How should writers position a novel that features an 18-year-old character? For Pelletier, there is no hard and fast rule, and the decision depends entirely on the subject matter, the level of graphic detail, and the story the author is trying to tell. “It’s less to do with the age range of characters than the life choices they’re facing,” Pelletier says. However, aging characters up or down could be in the writer’s best interest. “If the story feels young, call it YA,” she suggests. “If the themes are very adult, you could age the characters up to 20 to hit that new adult sweet spot.”

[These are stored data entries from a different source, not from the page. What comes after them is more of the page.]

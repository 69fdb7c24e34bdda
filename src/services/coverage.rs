//! Zip-code coverage check against the serviced area.

use serde::Serialize;

use crate::site::SERVICED_ZIPS;

const ZIP_LEN: usize = 5;

#[derive(Debug, Clone, PartialEq, Eq, Serialize)]
#[serde(tag = "status", content = "zip", rename_all = "snake_case")]
pub enum Coverage {
    /// Nothing entered yet.
    Idle,
    /// Fewer than five digits.
    Invalid,
    Covered(String),
    NotCovered(String),
}

/// Classify user-typed zip text. Non-digits are ignored and only the first
/// five digits count, so `91344-1234` checks as `91344`.
#[must_use]
pub fn check_zip(raw: &str) -> Coverage {
    if raw.is_empty() {
        return Coverage::Idle;
    }
    let digits: String = raw.chars().filter(char::is_ascii_digit).collect();
    if digits.len() < ZIP_LEN {
        return Coverage::Invalid;
    }
    let zip = digits[..ZIP_LEN].to_owned();
    if SERVICED_ZIPS.contains(&zip.as_str()) {
        Coverage::Covered(zip)
    } else {
        Coverage::NotCovered(zip)
    }
}

#[cfg(test)]
#[path = "coverage_test.rs"]
mod tests;
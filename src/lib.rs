//! glovesite — back end for the Magic Glove window-cleaning site.
//!
//! `nav` is usable on its own by any front end that needs the same hash
//! routing rules; the rest wires the HTTP API and the estimate relay.

pub mod config;
pub mod nav;
pub mod routes;
pub mod services;
pub mod site;
pub mod state;
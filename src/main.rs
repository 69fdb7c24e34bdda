use std::sync::Arc;

use glovesite::services::mailer::{Mailer, ResendMailer};
use glovesite::{config, routes, state};

#[tokio::main]
async fn main() {
    let _ = dotenvy::dotenv();
    tracing_subscriber::fmt::init();

    let config = match config::SiteConfig::from_env() {
        Ok(config) => config,
        Err(e) => {
            tracing::error!(error = %e, "invalid configuration");
            std::process::exit(1);
        }
    };

    // Mail transport is optional: the site still serves, the estimate relay answers 500.
    let mailer: Option<Arc<dyn Mailer>> = match config.resend_api_key.as_deref() {
        Some(key) => {
            tracing::info!(to = %config.estimate_to_email, "estimate relay enabled");
            let mailer: Arc<dyn Mailer> = Arc::new(ResendMailer::new(key));
            Some(mailer)
        }
        None => {
            tracing::warn!("RESEND_API_KEY not set, estimate relay disabled");
            None
        }
    };

    let port = config.port;
    let website_dir = config.website_dir.display().to_string();
    let state = state::AppState::new(config, mailer);

    let app = routes::app(state);
    let listener = tokio::net::TcpListener::bind(format!("0.0.0.0:{port}"))
        .await
        .expect("failed to bind");

    tracing::info!(%port, %website_dir, "glovesite listening");
    axum::serve(listener, app).await.expect("server failed");
}
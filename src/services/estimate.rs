//! Estimate-request relay.
//!
//! Validates a quote request from the site form, drops honeypot spam without
//! telling the sender, and forwards everything else as a plain-text email.

use serde::{Deserialize, Deserializer};

use super::mailer::{Mailer, OutboundEmail};

const SENDER_NAME: &str = "Magic Glove Estimates";
const NOT_PROVIDED: &str = "(not provided)";
const NOT_SELECTED: &str = "(not selected)";
const NONE_GIVEN: &str = "(none)";

#[derive(Debug, thiserror::Error)]
pub enum EstimateError {
    #[error("missing required fields")]
    MissingFields,
    #[error("mail transport not configured")]
    NotConfigured,
    #[error("email delivery failed: {0}")]
    Delivery(String),
}

/// Form payload as posted by the site. Field names follow the form inputs;
/// unknown fields are ignored and every field may be absent or `null`.
#[derive(Debug, Clone, Default, Deserialize)]
#[serde(rename_all = "camelCase", default)]
pub struct EstimateRequest {
    #[serde(deserialize_with = "null_as_empty")]
    pub full_name: String,
    #[serde(deserialize_with = "null_as_empty")]
    pub phone: String,
    #[serde(deserialize_with = "null_as_empty")]
    pub city: String,
    #[serde(deserialize_with = "null_as_empty")]
    pub email: String,
    #[serde(deserialize_with = "null_as_empty")]
    pub service: String,
    #[serde(deserialize_with = "null_as_empty")]
    pub property_type: String,
    #[serde(deserialize_with = "null_as_empty")]
    pub preferred_contact: String,
    #[serde(deserialize_with = "null_as_empty")]
    pub best_time: String,
    #[serde(deserialize_with = "null_as_empty")]
    pub referral_source: String,
    #[serde(deserialize_with = "null_as_empty")]
    pub comments: String,
    /// Hidden field real visitors leave blank.
    pub hp: Option<serde_json::Value>,
}

impl EstimateRequest {
    #[must_use]
    pub fn has_required_fields(&self) -> bool {
        [&self.full_name, &self.phone, &self.city]
            .iter()
            .all(|v| !v.trim().is_empty())
    }

    /// True when the honeypot is truthy and its string form is not blank.
    ///
    /// Arrays read as their comma-joined elements, so `[]` and `[" "]` pass;
    /// objects read as `[object Object]` and always trip it.
    #[must_use]
    pub fn is_spam(&self) -> bool {
        self.hp
            .as_ref()
            .is_some_and(|hp| is_truthy(hp) && !loose_string(hp).trim().is_empty())
    }
}

fn is_truthy(value: &serde_json::Value) -> bool {
    use serde_json::Value;
    match value {
        Value::Null | Value::Bool(false) => false,
        Value::String(s) => !s.is_empty(),
        Value::Number(n) => n.as_f64().is_some_and(|v| v != 0.0),
        Value::Bool(true) | Value::Array(_) | Value::Object(_) => true,
    }
}

/// String form of a form value as a browser would coerce it.
fn loose_string(value: &serde_json::Value) -> String {
    use serde_json::Value;
    match value {
        Value::Null => String::new(),
        Value::Bool(b) => b.to_string(),
        Value::Number(n) => n.to_string(),
        Value::String(s) => s.clone(),
        Value::Array(items) => items.iter().map(loose_string).collect::<Vec<_>>().join(","),
        Value::Object(_) => "[object Object]".to_owned(),
    }
}

fn null_as_empty<'de, D: Deserializer<'de>>(deserializer: D) -> Result<String, D::Error> {
    Ok(Option::<String>::deserialize(deserializer)?.unwrap_or_default())
}

/// Where accepted estimates are delivered.
#[derive(Debug, Clone, PartialEq, Eq)]
pub struct EstimateRouting {
    pub to: String,
    pub from: String,
}

#[derive(Debug, Clone, Copy, PartialEq, Eq)]
pub enum Submission {
    Delivered,
    /// Honeypot tripped; reported to the sender as a success.
    Discarded,
}

/// Validate, filter, and relay one estimate request.
///
/// Checks run in order: required fields, honeypot, transport.
///
/// # Errors
///
/// Returns an error for incomplete forms, a missing transport, or a failed
/// delivery attempt.
pub async fn submit(
    mailer: Option<&dyn Mailer>,
    routing: &EstimateRouting,
    request: &EstimateRequest,
) -> Result<Submission, EstimateError> {
    if !request.has_required_fields() {
        return Err(EstimateError::MissingFields);
    }
    if request.is_spam() {
        tracing::debug!("honeypot tripped; discarding estimate");
        return Ok(Submission::Discarded);
    }
    let mailer = mailer.ok_or(EstimateError::NotConfigured)?;

    let email = compose_email(routing, request);
    mailer
        .send(&email)
        .await
        .map_err(|e| EstimateError::Delivery(e.to_string()))?;
    Ok(Submission::Delivered)
}

#[must_use]
pub fn compose_email(routing: &EstimateRouting, request: &EstimateRequest) -> OutboundEmail {
    let full_name = request.full_name.trim();
    let city = request.city.trim();
    let email = request.email.trim();

    OutboundEmail {
        from: format!("{SENDER_NAME} <{}>", routing.from),
        to: vec![routing.to.clone()],
        subject: format!("New Estimate Request — {full_name} ({city})"),
        text: render_estimate_text(request),
        reply_to: (!email.is_empty()).then(|| email.to_owned()),
    }
}

#[must_use]
pub fn render_estimate_text(request: &EstimateRequest) -> String {
    let email = or_placeholder(request.email.trim(), NOT_PROVIDED);
    let referral = or_placeholder(&request.referral_source, NOT_SELECTED);
    let comments = or_placeholder(&request.comments, NONE_GIVEN);

    let text = format!(
        "New Estimate Request

Name: {name}
Phone: {phone}
Email: {email}
City: {city}

Service: {service}
Property Type: {property_type}
Preferred Contact: {preferred_contact}
Best Time: {best_time}
How they heard about you: {referral}

Comments:
{comments}",
        name = request.full_name.trim(),
        phone = request.phone.trim(),
        city = request.city.trim(),
        service = request.service,
        property_type = request.property_type,
        preferred_contact = request.preferred_contact,
        best_time = request.best_time,
    );
    text.trim().to_owned()
}

fn or_placeholder<'a>(value: &'a str, placeholder: &'a str) -> &'a str {
    if value.is_empty() { placeholder } else { value }
}

#[cfg(test)]
#[path = "estimate_test.rs"]
mod tests;
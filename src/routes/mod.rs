//! Router assembly.
//!
//! SYSTEM CONTEXT
//! ==============
//! JSON API routes live under `/api`. Everything else falls through to the
//! static site directory, which hosts the single-page front end that drives
//! hash navigation.

pub mod estimate;
pub mod site;

use std::any::Any;

use axum::Router;
use axum::http::StatusCode;
use axum::response::Response;
use axum::routing::{get, post};
use tower_http::catch_panic::CatchPanicLayer;
use tower_http::compression::CompressionLayer;
use tower_http::cors::{Any as AnyOrigin, CorsLayer};
use tower_http::services::ServeDir;
use tower_http::trace::TraceLayer;

use crate::state::AppState;

/// API routes without the static fallback.
fn api_routes(state: AppState) -> Router {
    Router::new()
        .route("/api/route", get(site::resolve_route))
        .route("/api/site", get(site::site_profile))
        .route("/api/work/{service}", get(site::work_page))
        .route("/api/coverage", get(site::coverage))
        .route("/api/estimate", post(estimate::submit_estimate))
        .route("/healthz", get(healthz))
        .with_state(state)
}

/// Full application router: API, static site fallback, and middleware.
pub fn app(state: AppState) -> Router {
    let website = ServeDir::new(&state.config.website_dir).append_index_html_on_directories(true);
    let cors_allow_any = state.config.cors_allow_any;

    let mut router = api_routes(state)
        .fallback_service(website)
        .layer(CatchPanicLayer::custom(handle_panic))
        .layer(CompressionLayer::new())
        .layer(TraceLayer::new_for_http());

    if cors_allow_any {
        router = router.layer(
            CorsLayer::new()
                .allow_origin(AnyOrigin)
                .allow_methods(AnyOrigin)
                .allow_headers(AnyOrigin),
        );
    }
    router
}

/// Turn a handler panic into the generic estimate-style error body.
fn handle_panic(err: Box<dyn Any + Send + 'static>) -> Response {
    let detail = err
        .downcast_ref::<String>()
        .map(String::as_str)
        .or_else(|| err.downcast_ref::<&str>().copied())
        .unwrap_or("unknown panic");
    tracing::error!(error = %detail, "handler panicked");
    estimate::reply_error(StatusCode::INTERNAL_SERVER_ERROR, "Server error.")
}

async fn healthz() -> StatusCode {
    StatusCode::OK
}

#[cfg(test)]
#[path = "mod_test.rs"]
mod tests;
use super::*;
use std::sync::{Mutex, MutexGuard};

static ENV_LOCK: Mutex<()> = Mutex::new(());

fn lock_env() -> MutexGuard<'static, ()> {
    ENV_LOCK.lock().unwrap_or_else(std::sync::PoisonError::into_inner)
}

/// # Safety
/// Caller must hold `lock_env()` so no other test touches the same vars.
unsafe fn clear_site_env() {
    unsafe {
        std::env::remove_var("PORT");
        std::env::remove_var("WEBSITE_DIR");
        std::env::remove_var("RESEND_API_KEY");
        std::env::remove_var("ESTIMATE_TO_EMAIL");
        std::env::remove_var("ESTIMATE_FROM_EMAIL");
        std::env::remove_var("CORS_ALLOW_ANY");
    }
}

// =============================================================================
// parse_bool
// =============================================================================

#[test]
fn parse_bool_true_variants() {
    for val in ["1", "true", "yes", "on", "TRUE", "On", "  yes  "] {
        assert_eq!(parse_bool(val), Some(true), "expected true for {val:?}");
    }
}

#[test]
fn parse_bool_false_variants() {
    for val in ["0", "false", "no", "off", "FALSE", " Off "] {
        assert_eq!(parse_bool(val), Some(false), "expected false for {val:?}");
    }
}

#[test]
fn parse_bool_invalid_returns_none() {
    assert_eq!(parse_bool("maybe"), None);
    assert_eq!(parse_bool(""), None);
}

// =============================================================================
// from_env
// =============================================================================

#[test]
fn from_env_defaults() {
    let _guard = lock_env();
    unsafe { clear_site_env() };

    let cfg = SiteConfig::from_env().unwrap();
    assert_eq!(cfg, SiteConfig::default());
    assert!(cfg.resend_api_key.is_none());
    assert_eq!(cfg.estimate_to_email, DEFAULT_ESTIMATE_TO_EMAIL);
    assert_eq!(cfg.estimate_from_email, DEFAULT_ESTIMATE_FROM_EMAIL);
}

#[test]
fn from_env_parses_overrides() {
    let _guard = lock_env();
    unsafe {
        clear_site_env();
        std::env::set_var("PORT", "8080");
        std::env::set_var("WEBSITE_DIR", "/srv/site");
        std::env::set_var("RESEND_API_KEY", "re_test");
        std::env::set_var("ESTIMATE_TO_EMAIL", "owner@example.com");
        std::env::set_var("ESTIMATE_FROM_EMAIL", "estimates@example.com");
        std::env::set_var("CORS_ALLOW_ANY", "off");
    }

    let cfg = SiteConfig::from_env().unwrap();
    assert_eq!(cfg.port, 8080);
    assert_eq!(cfg.website_dir, PathBuf::from("/srv/site"));
    assert_eq!(cfg.resend_api_key.as_deref(), Some("re_test"));
    assert_eq!(cfg.estimate_to_email, "owner@example.com");
    assert_eq!(cfg.estimate_from_email, "estimates@example.com");
    assert!(!cfg.cors_allow_any);

    unsafe { clear_site_env() };
}

#[test]
fn from_env_blank_values_fall_back_to_defaults() {
    let _guard = lock_env();
    unsafe {
        clear_site_env();
        std::env::set_var("RESEND_API_KEY", "   ");
        std::env::set_var("ESTIMATE_TO_EMAIL", "");
    }

    let cfg = SiteConfig::from_env().unwrap();
    assert!(cfg.resend_api_key.is_none());
    assert_eq!(cfg.estimate_to_email, DEFAULT_ESTIMATE_TO_EMAIL);

    unsafe { clear_site_env() };
}

#[test]
fn from_env_invalid_port_errors() {
    let _guard = lock_env();
    unsafe {
        clear_site_env();
        std::env::set_var("PORT", "eighty");
    }

    let err = SiteConfig::from_env().unwrap_err().to_string();
    assert!(err.contains("invalid PORT"));

    unsafe { clear_site_env() };
}

#[test]
fn from_env_invalid_cors_flag_errors() {
    let _guard = lock_env();
    unsafe {
        clear_site_env();
        std::env::set_var("CORS_ALLOW_ANY", "sometimes");
    }

    let err = SiteConfig::from_env().unwrap_err().to_string();
    assert!(err.contains("CORS_ALLOW_ANY"));

    unsafe { clear_site_env() };
}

Waxman agrees. “If the content is more mature, it’s certainly easier if the character is 22,” she says. “Higher heat levels work better if the character has a little more distance from their teen years.” This also facilitates the ability of “the stores themselves to decide where to shelve the books.”

Scalzo says, “An 18-year-old character is very much a YA character, at least in the contemporary space. It’s the 20- to 23-year-olds we really struggle to place.”

Bottom line: Early concerns that new adult was merely “sexed-up YA”, watered-down adult, or a marketing gimmick are long over, and new adult writers are holding sway over both the self-publishing and traditional publishing markets. “We’re at an exciting place in publishing. There’s enough demand for these new adult novels, and we’re getting enough shelf space,” says Pelletier. “If you’re considering publishing or writing new adult, you absolutely should. There’s a huge need, a huge readership.”

However, Pelletier also warns that there will be a “natural waxing and waning” in the new adult category as Generation Z ages up before the Alpha generation is ready for these books. The rise of romantasy titles across age categories, coupled with the prevalence of terms such as crossover, could also complicate how or if traditional publishing uses the new adult moniker down the road.

In the end? “Just be confident in the story you are telling,” Scalzo says. “So much of this business is subjective, and you’ll hear all sorts of opinions about what your book should be. You want whoever you sign with as your agent and publisher to have a vision for the story that you believe in.”


A former acquiring editor of children’s books at Little, Brown and Simon & Schuster, Sangeeta Mehta runs her own editorial services company.